L’ostacolo maggiore, a tutt’oggi, rimane la povertà, che impedisce di dotare i presidi sanitari di attrezzature adeguate: mancano persino i dosimetri per verificare la contaminazione radioattiva.
Esistono anche mezzi per tentare di detossificare gli alimenti: per ripulire il latte dai residui radioattivi basterebbe utilizzare uno specifico apparecchio separatore: ben pochi, però, lo possiedono perchè costa troppo. Così, i bambini continuano a bere latte contaminato pesantemente da cesio 137 e continueranno ad ammalarsi. Ed è proprio la contaminazione degli alimenti il rischio maggiore. Il biologo Yuri Bandazhevsky (un tempo direttore dell’Istituto medico di Gomel, da cui è stato espulso, poi messo in prigione e ora tenuto agli arresti domiciliari) ritiene di aver provato una relazione stretta tra quantità di cesio radioattivo presente nell’organismo dei bambini e la comparsa di malattie a carico del cuore, dei reni, del fegato.
Vassily Nesterenko, fisico che ha pagato con l’emarginazione e la perdita del lavoro il suo rifiuto di minimizzare l’incidente (come richiesto dai gerarchi dell’epoca) era a capo di un’équipe che, grazie a donazioni estere, si occupa di tenere sotto controllo il livello di radioattività dei bambini bielorussi.
“Si ritiene che i bimbi rischino di ammalarsi con livelli di radioattività superiori ai 60 becquerel per chilogrammo di peso” dice Nesterenko, direttore dell’istituto indipendente Belrad di Minsk. “Nel villaggio di Sinitsa la media è di 110 becquerel; era 340 nel settembre 1998″.
Sinitsa si trova a un’ora di strada da Minsk, 350 chilometri da Chernobyl. Una distanza che ha fatto considerare per molto tempo l’area sicura.
Non si era tenuto in conto che il vento, quel 26 aprile, spirava in quella direzione.
In effetti, è la Bielorussia più che l’Ucraina, a essere stata investita dalla nube radioattiva.
Ma soprattutto, la chiusura del reattore non comporta automaticamente la scomparsa del rischio.
“Ci vorranno più di 100 anni prima che il terreno, oggi letteralmente infarcito di cesio 137, ritorni coltivabile” sostengono gli esperti.
Nel frattempo, nelle aree contaminate la gente continua a vivere e a nutrirsi dei prodotti della terra.
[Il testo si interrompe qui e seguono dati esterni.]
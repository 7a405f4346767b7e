use anyhow::{Context, Result};
use serde::Deserialize;
use std::path::{Path, PathBuf};
use std::time::Duration;

/// Environment variable naming the config file.
pub const CONFIG_ENV: &str = "SIXDEGREES_CONFIG";

/// Main configuration structure
#[derive(Debug, Clone, Deserialize)]
pub struct Config {
    pub sixdegrees: SixDegreesConfig,
    #[serde(default)]
    pub traversal: TraversalConfig,
    #[serde(default)]
    pub http_server: HttpServerConfig,
}

/// Store location and logging
#[derive(Debug, Clone, Deserialize)]
pub struct SixDegreesConfig {
    pub db_path: PathBuf,
    #[serde(default = "default_log_level")]
    pub log_level: String,
}

/// Shortest-path search limits
#[derive(Debug, Clone, Deserialize)]
pub struct TraversalConfig {
    /// Maximum number of project hops between the two people.
    #[serde(default = "default_max_depth")]
    pub max_depth: usize,
    /// How many show lookups may be in flight while enriching episodes.
    #[serde(default = "default_enrichment_concurrency")]
    pub enrichment_concurrency: usize,
    #[serde(default = "default_timeout_ms")]
    pub timeout_ms: u64,
}

impl Default for TraversalConfig {
    fn default() -> Self {
        Self {
            max_depth: default_max_depth(),
            enrichment_concurrency: default_enrichment_concurrency(),
            timeout_ms: default_timeout_ms(),
        }
    }
}

impl TraversalConfig {
    pub fn timeout(&self) -> Duration {
        Duration::from_millis(self.timeout_ms)
    }
}

/// HTTP server configuration
#[derive(Debug, Clone, Deserialize)]
pub struct HttpServerConfig {
    #[serde(default = "default_http_port")]
    pub port: u16,
    #[serde(default = "default_allowed_origins")]
    pub allowed_origins: Vec<String>,
}

impl Default for HttpServerConfig {
    fn default() -> Self {
        Self {
            port: default_http_port(),
            allowed_origins: default_allowed_origins(),
        }
    }
}

fn default_max_depth() -> usize {
    crate::query::DEFAULT_MAX_DEPTH
}

fn default_enrichment_concurrency() -> usize {
    8
}

fn default_timeout_ms() -> u64 {
    10_000
}

fn default_http_port() -> u16 {
    8080
}

fn default_allowed_origins() -> Vec<String> {
    // Empty means any origin; list origins explicitly for production
    vec![]
}

fn default_log_level() -> String {
    "info".to_string()
}

impl Config {
    /// Load configuration from file
    ///
    /// Loads environment variables from .env file (if present) before loading config.
    /// Looks for config file in this order:
    /// 1. Path specified in SIXDEGREES_CONFIG environment variable
    /// 2. ./config.toml in current directory
    pub fn load() -> Result<Self> {
        // .env is optional
        let _ = dotenv::dotenv();

        let config_path = std::env::var(CONFIG_ENV)
            .map(PathBuf::from)
            .unwrap_or_else(|_| PathBuf::from("config.toml"));

        Self::from_file(&config_path)
    }

    /// Load and validate a specific config file.
    pub fn from_file(config_path: &Path) -> Result<Self> {
        let config_str = std::fs::read_to_string(config_path)
            .with_context(|| format!("Failed to read config file: {}", config_path.display()))?;

        let config: Config = toml::from_str(&config_str)
            .with_context(|| format!("Failed to parse {}", config_path.display()))?;

        config.validate()?;

        Ok(config)
    }

    /// Validate configuration values
    fn validate(&self) -> Result<()> {
        if self.sixdegrees.db_path.as_os_str().is_empty() {
            anyhow::bail!("sixdegrees.db_path must not be empty");
        }

        if !(1..=20).contains(&self.traversal.max_depth) {
            anyhow::bail!(
                "traversal.max_depth must be between 1 and 20, got {}",
                self.traversal.max_depth
            );
        }

        if self.traversal.enrichment_concurrency == 0 {
            anyhow::bail!("traversal.enrichment_concurrency must be greater than 0");
        }

        if self.traversal.timeout_ms == 0 {
            anyhow::bail!("traversal.timeout_ms must be greater than 0");
        }

        Ok(())
    }

    /// Get database path
    pub fn db_path(&self) -> &Path {
        &self.sixdegrees.db_path
    }
}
Addirittura, si invogliano gli abitanti di altre regioni dell’ex Unione sovietica politicamente instabili (come il Kazakistan) a colonizzare queste aree allettandoli con stipendi più alti.
Infine, c’è un altro aspetto non trascurabile che nessuno, per il momento, ha voluto affrontare in maniera concreta, in termini di aiuti economici: e cioè l’enorme difficoltà in cui verrà a trovarsi un paese che, oggi, affida a quello che è rimasto di Chernobyl circa il 50 per cento della propria sopravvivenza energetica: che cosa accadrà quando l’interruttore verrà staccato?
Come faranno gli ucraini, una popolazione in cui oggi il salario medio di un operaio non supera qualche dollaro al mese, a garantirsi un’esistenza dignitosa?
Una speranza risiede nel gas naturale di provenienza russa, ma i suoi prezzi esorbitanti sono troppo al di là delle possibilità delle casse del governo ucraino.
Chi interverrà?
A causa anche dei costi del risanamento del territorio, di decontaminazione, delle cure ospedaliere e delle terapie necessarie, c’è stato un aggravamento pesantissimo delle difficoltà economiche della Bielorussia.
Povertà e disoccupazione influenzano negativamente la vita delle persone; l’emigrazione di giovani esperti ha intralciato la ripresa dell’industria.
Nelle comunità rurali, dove la produzione e la lavorazione degli alimenti sono fonte di guadagno, la contaminazione radioattiva ha ridotto pesantemente l’opportunità di generare entrate.